Aside from grappling with the role technology plays in Fifth Amendment analyses, the court’s opinion also tiptoed around Fourth Amendment considerations that underly Seo’s case, yet were not specifically at issue on appeal. The majority held the warrant for Seo’s phone did not describe with reasonable particularity the digital information it covered, while the dissent said that level of particularity is not required under the Fifth Amendment.

But the breadth of search warrants is certainly an issue to be considered under the Fourth Amendment, and Webster acknowledged the opinion subtly questioned his decision not to raise a Fourth Amendment argument.

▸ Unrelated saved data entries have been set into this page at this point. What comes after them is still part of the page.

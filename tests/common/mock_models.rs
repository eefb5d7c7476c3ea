//! Mock providers for testing
//!
//! These problems have known analytical solutions, making them
//! ideal for validating temporal accuracy.

use std::f64::consts::PI;
use std::sync::Arc;
use std::sync::atomic::{AtomicUsize, Ordering};

use nalgebra::DVector;
use nalgebra_sparse::CsrMatrix;

use parabolic_rs::error::StepperError;
use parabolic_rs::linalg::{KrylovSolver, LinearSolver, SolveRequest};
use parabolic_rs::models::Heat1d;
use parabolic_rs::problem::{BoundaryExpression, DirichletBc, Linearization, ParabolicProblem};

// =================================================================================================
// Scalar Decay: u' = -k u
// =================================================================================================

/// Exponential decay on a single dof, no constraints
///
/// Analytical solution: u(t) = u0 exp(-k t)
pub struct ScalarDecay {
    pub rate: f64,
}

impl ScalarDecay {
    pub fn new(rate: f64) -> Self {
        Self { rate }
    }

    pub fn analytical_solution(&self, t: f64, u0: f64) -> f64 {
        u0 * (-self.rate * t).exp()
    }
}

impl ParabolicProblem for ScalarDecay {
    fn mass(&self) -> CsrMatrix<f64> {
        CsrMatrix::identity(1)
    }

    fn get_system(&self, _t: f64) -> Result<Linearization, StepperError> {
        let mut operator = CsrMatrix::identity(1);
        operator.values_mut()[0] = self.rate;
        Ok(Linearization::new(operator, DVector::zeros(1)))
    }

    fn get_bcs(&self, _t: f64) -> Result<Vec<DirichletBc>, StepperError> {
        Ok(Vec::new())
    }
}

// =================================================================================================
// Manufactured Heat Problems
// =================================================================================================

/// `u = e^t sin(pi x)`: homogeneous Dirichlet data
pub fn heat_sine(elements: usize) -> Heat1d {
    Heat1d::new(elements)
        .unwrap()
        .with_source(|x, t| (1.0 + PI * PI) * t.exp() * (PI * x[0]).sin())
}

/// `u = e^t (1 + x + sin(pi x))`: Dirichlet data `e^t` and `2 e^t`
pub fn heat_affine(elements: usize) -> Heat1d {
    Heat1d::new(elements)
        .unwrap()
        .with_source(|x, t| t.exp() * (1.0 + x[0] + (1.0 + PI * PI) * (PI * x[0]).sin()))
        .with_boundary_values(
            BoundaryExpression::new(|_, t| t.exp()).with_time_derivative(|_, t| t.exp()),
            BoundaryExpression::new(|_, t| 2.0 * t.exp())
                .with_time_derivative(|_, t| 2.0 * t.exp()),
        )
}

// =================================================================================================
// Counting Solver
// =================================================================================================

/// Built-in Krylov backend that counts the solves it performs
#[derive(Clone, Default)]
pub struct CountingSolver {
    solves: Arc<AtomicUsize>,
}

impl CountingSolver {
    pub fn new() -> Self {
        Self::default()
    }

    pub fn solves(&self) -> usize {
        self.solves.load(Ordering::SeqCst)
    }
}

impl LinearSolver for CountingSolver {
    fn solve(&self, request: &SolveRequest<'_>) -> Result<DVector<f64>, StepperError> {
        self.solves.fetch_add(1, Ordering::SeqCst);
        KrylovSolver.solve(request)
    }

    fn name(&self) -> &str {
        "Counting Krylov"
    }
}
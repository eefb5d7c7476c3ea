//! Problem definition: what the time steppers integrate
//!
//! - **`traits`**: the [`ParabolicProblem`] provider contract and its
//!   [`Linearization`]
//! - **`boundary`**: evaluated and time-parameterized Dirichlet data
//!
//! Concrete providers live in [`crate::models`].

mod boundary;
mod traits;

pub use boundary::{
    BoundaryConditionDeriver, BoundaryExpression, BoundaryRegion, DirichletBc,
    SymbolicDirichletBc, TimeField,
};
pub use traits::{Linearization, ParabolicProblem};
impl BoundaryExpression {
    /// Expression known only through its value (order 0)
    pub fn new<F>(value: F) -> Self
    where
        F: Fn(&[f64], f64) -> f64 + Send + Sync + 'static,
    {
        let value: TimeField = Arc::new(value);
        Self {
            derivatives: vec![value],
            vanishing_tail: false,
        }
    }

    /// Append the next time derivative
    ///
    /// # Example
    ///
    /// ```rust
    /// use parabolic_rs::problem::BoundaryExpression;
    ///
    /// let g = BoundaryExpression::new(|x, t| t.sin() * x[0])
    ///     .with_time_derivative(|x, t| t.cos() * x[0]);
    ///
    /// let dg = g.derivative(1).unwrap();
    /// assert!((dg.evaluate(&[2.0], 0.0) - 2.0).abs() < 1e-15);
    /// ```
    pub fn with_time_derivative<F>(mut self, derivative: F) -> Self
    where
        F: Fn(&[f64], f64) -> f64 + Send + Sync + 'static,
    {
        self.derivatives.push(Arc::new(derivative));
        self
    }

    /// Time-independent spatial field; every time derivative vanishes
    pub fn steady<F>(value: F) -> Self
    where
        F: Fn(&[f64]) -> f64 + Send + Sync + 'static,
    {
        let value: TimeField = Arc::new(move |x: &[f64], _t: f64| value(x));
        Self {
            derivatives: vec![value],
            vanishing_tail: true,
        }
    }

    /// Constant value in space and time
    pub fn constant(value: f64) -> Self {
        let value: TimeField = Arc::new(move |_: &[f64], _: f64| value);
        Self {
            derivatives: vec![value],
            vanishing_tail: true,
        }
    }

    /// Highest derivative order available, `None` when unbounded
    pub fn max_order(&self) -> Option<usize> {
        if self.vanishing_tail {
            None
        } else {
            Some(self.derivatives.len() - 1)
        }
    }

    /// The `order`-th time derivative as a new expression
    pub fn derivative(&self, order: usize) -> Result<Self, StepperError> {
        if order < self.derivatives.len() {
            return Ok(Self {
                derivatives: self.derivatives[order..].to_vec(),
                vanishing_tail: self.vanishing_tail,
            });
        }
        if self.vanishing_tail {
            return Ok(Self::constant(0.0));
        }
        Err(StepperError::MissingDerivative { order })
    }

    /// Value at point `x` and time `t`
    pub fn evaluate(&self, x: &[f64], t: f64) -> f64 {
        (self.derivatives[0])(x, t)
    }

    /// Freeze the expression at time `t` into a spatial function
    pub fn at(&self, t: f64) -> impl Fn(&[f64]) -> f64 + '_ {
        move |x| self.evaluate(x, t)
    }
}

impl fmt::Debug for BoundaryExpression {
    fn fmt(&self, f: &mut fmt::Formatter<'_>) -> fmt::Result {
        f.debug_struct("BoundaryExpression")
            .field("derivatives", &self.derivatives.len())
            .field("vanishing tail", &self.vanishing_tail)
            .finish()
    }
}

// =================================================================================================
// Symbolic Dirichlet Constraint
// =================================================================================================

/// Region paired with a time-parameterized boundary expression
#[derive(Debug, Clone)]
pub struct SymbolicDirichletBc {
    region: BoundaryRegion,
    expression: BoundaryExpression,
}

impl SymbolicDirichletBc {
    pub fn new(region: BoundaryRegion, expression: BoundaryExpression) -> Self {
        Self { region, expression }
    }

    pub fn region(&self) -> &BoundaryRegion {
        &self.region
    }

    pub fn expression(&self) -> &BoundaryExpression {
        &self.expression
    }

    /// Same region, `order`-th time derivative of the expression
    pub fn derivative(&self, order: usize) -> Result<Self, StepperError> {
        Ok(Self {
            region: self.region.clone(),
            expression: self.expression.derivative(order)?,
        })
    }

    /// Evaluate the expression on the region at time `t`
    pub fn evaluate(&self, t: f64) -> DirichletBc {
        let g = self.expression.at(t);
        DirichletBc {
            dofs: self.region.dofs.clone(),
            values: self.region.points.iter().map(|x| g(x.as_slice())).collect(),
        }
    }
}

// =================================================================================================
// Boundary Condition Deriver
// =================================================================================================

/// Precomputed time-derivative sets of a list of symbolic constraints
///
/// `sets[k]` holds the k-th derivative of every constraint, in the original
/// order, so that last-wins semantics survive differentiation.
#[derive(Debug, Clone)]
pub struct BoundaryConditionDeriver {
    sets: Vec<Vec<SymbolicDirichletBc>>,
}

impl BoundaryConditionDeriver {
    /// Differentiate every constraint up to `max_order` (inclusive)
    pub fn new(bcs: &[SymbolicDirichletBc], max_order: usize) -> Result<Self, StepperError> {
        let sets = (0..=max_order)
            .map(|order| {
                bcs.iter()
                    .map(|bc| bc.derivative(order))
                    .collect::<Result<Vec<_>, _>>()
            })
            .collect::<Result<Vec<_>, _>>()?;

        Ok(Self { sets })
    }

    /// Highest precomputed derivative order
    pub fn max_order(&self) -> usize {
        self.sets.len() - 1
    }

    /// True when no constraint was supplied
    pub fn is_empty(&self) -> bool {
        self.sets[0].is_empty()
    }

    /// Constraints built from the `order`-th derivative, evaluated at `t`
    pub fn conditions(&self, order: usize, t: f64) -> Result<Vec<DirichletBc>, StepperError> {
        let set = self
            .sets
            .get(order)
            .ok_or(StepperError::MissingDerivative { order })?;

        Ok(set.iter().map(|bc| bc.evaluate(t)).collect())
    }
}
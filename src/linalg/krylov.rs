//! Iterative Krylov solvers
//!
//! # Solvers
//!
//! - [`KrylovMethod::Cg`]: preconditioned conjugate gradients, for symmetric
//!   positive definite systems (mass solves)
//! - [`KrylovMethod::BiCgStab`]: right-preconditioned BiCGStab
//! - [`KrylovMethod::Gmres`]: restarted, right-preconditioned GMRES with
//!   Givens rotations
//!
//! # Convergence
//!
//! Every method stops as soon as `||rhs - A x|| <= tolerance * ||rhs||`
//! (relative tolerance, absolute tolerance 0). Reaching `max_iterations`
//! first is an error ([`StepperError::NotConverged`]), never a silent
//! return of the last iterate.
//!
//! # Example
//!
//! ```rust
//! use nalgebra::DVector;
//! use nalgebra_sparse::CsrMatrix;
//! use parabolic_rs::linalg::{KrylovSolver, LinearSolver, LinearSystem, SolveRequest, SolverSettings};
//!
//! let system = LinearSystem::new(CsrMatrix::identity(3), DVector::from_element(3, 2.0)).unwrap();
//! let settings = SolverSettings::symmetric();
//!
//! let x = KrylovSolver.solve(&SolveRequest::new(&system, &settings)).unwrap();
//! assert!((x[0] - 2.0).abs() < 1e-12);
//! ```

use nalgebra::{DMatrix, DVector};
use nalgebra_sparse::CsrMatrix;

use crate::error::StepperError;
use crate::linalg::preconditioner::{Preconditioner, PreconditionerKind};
use crate::linalg::spmv;
use crate::linalg::system::LinearSystem;

/// Denominators below this magnitude are a breakdown of the recurrence.
const BREAKDOWN_THRESHOLD: f64 = 1e-300;

// =================================================================================================
// Settings
// =================================================================================================

/// Krylov method selection
#[derive(Debug, Clone, Copy, PartialEq, Eq)]
pub enum KrylovMethod {
    Cg,
    BiCgStab,
    Gmres,
}

impl KrylovMethod {
    pub fn name(&self) -> &'static str {
        match self {
            Self::Cg => "CG",
            Self::BiCgStab => "BiCGStab",
            Self::Gmres => "GMRES",
        }
    }
}

/// Parameters of one linear solve
///
/// # Presets
///
/// | Preset          | Method | Preconditioner | Max iterations |
/// |-----------------|--------|----------------|----------------|
/// | [`symmetric`]   | CG     | Jacobi         | 100            |
/// | [`general`]     | GMRES  | ILU(0)         | 1000           |
///
/// Both use a relative tolerance of `1e-10`.
///
/// [`symmetric`]: SolverSettings::symmetric
/// [`general`]: SolverSettings::general
#[derive(Debug, Clone, PartialEq)]
pub struct SolverSettings {
    /// Relative residual tolerance
    pub tolerance: f64,
    /// Iteration cap; reaching it is an error
    pub max_iterations: usize,
    /// Log every iteration at `info` level
    pub verbose: bool,
    pub method: KrylovMethod,
    pub preconditioner: PreconditionerKind,
    /// GMRES restart length
    pub restart: usize,
}

impl Default for SolverSettings {
    fn default() -> Self {
        Self::general()
    }
}

impl SolverSettings {
    /// CG with Jacobi, for symmetric positive definite systems
    pub fn symmetric() -> Self {
        Self {
            tolerance: 1e-10,
            max_iterations: 100,
            verbose: false,
            method: KrylovMethod::Cg,
            preconditioner: PreconditionerKind::Jacobi,
            restart: 30,
        }
    }

    /// GMRES with ILU(0), for general systems
    pub fn general() -> Self {
        Self {
            tolerance: 1e-10,
            max_iterations: 1000,
            verbose: false,
            method: KrylovMethod::Gmres,
            preconditioner: PreconditionerKind::Ilu,
            restart: 30,
        }
    }

    pub fn with_tolerance(mut self, tolerance: f64) -> Self {
        self.tolerance = tolerance;
        self
    }

    pub fn with_max_iterations(mut self, max_iterations: usize) -> Self {
        self.max_iterations = max_iterations;
        self
    }

    pub fn with_method(mut self, method: KrylovMethod) -> Self {
        self.method = method;
        self
    }

    pub fn with_preconditioner(mut self, preconditioner: PreconditionerKind) -> Self {
        self.preconditioner = preconditioner;
        self
    }

    pub fn with_restart(mut self, restart: usize) -> Self {
        self.restart = restart;
        self
    }

    /// Enable per-iteration progress logging
    pub fn verbose(mut self) -> Self {
        self.verbose = true;
        self
    }

    pub fn validate(&self) -> Result<(), StepperError> {
        if !(self.tolerance.is_finite() && self.tolerance > 0.0) {
            return Err(StepperError::InvalidConfiguration(format!(
                "tolerance must be positive and finite, got {}",
                self.tolerance
            )));
        }
        if self.max_iterations == 0 {
            return Err(StepperError::InvalidConfiguration(
                "maximum iterations must be positive".to_string(),
            ));
        }
        if self.restart == 0 {
            return Err(StepperError::InvalidConfiguration(
                "GMRES restart length must be positive".to_string(),
            ));
        }
        Ok(())
    }
}
//! Common utilities for integration tests

#![allow(dead_code)]

pub mod mock_models;
pub mod test_helpers;

// Re-export commonly used items
pub use mock_models::{CountingSolver, ScalarDecay, heat_affine, heat_sine};
pub use test_helpers::{orders_from_errors, run, temporal_orders, tight};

His strategy, though, was to take a simplistic approach to his client’s case and determine whether her right to remain “silent” applied here.

“I wanted to get through the Fifth Amendment, and if it (unlocking the phone), doesn’t have that right, then I think it steers right into the Fourth Amendment,” Webster said.

Though the breadth of the search of the phone wasn’t explicitly at issue in Seo, Mathias ended the majority opinion by laying out a framework he urged courts of last resort to follow when “resolving decryption requests from law enforcement authorities:”

• Requiring that data decryption be recognized as data recreation and, thus, strictly limited;

• Recognizing that law enforcement will have legitimate need of encrypted data in some instances;

• Requiring that law enforcement requests in bona fide emergencies be supported by a warrant describing other imminent crimes and the relevant information that is sought;

• Requiring that law enforcement to seek digital data through third parties in non-emergency situations, and;

• Recognizing that Fourth Amendment exceptions and state analogs are inapplicable or limited when dealing with “the search and seizure of digital data stored on devices owned or controlled by the defendant, or from ‘Cloud’ subscriptions that defendant owns or uses.”

Putting such a framework in place recognizes that technology-related constitutional cases will be fact-sensitive, so courts should consider the particularities of each case when deciding when technological data can be compelled, Webster said. But whether that analysis sticks will likely be decided by the state’s five justices, Keffer said.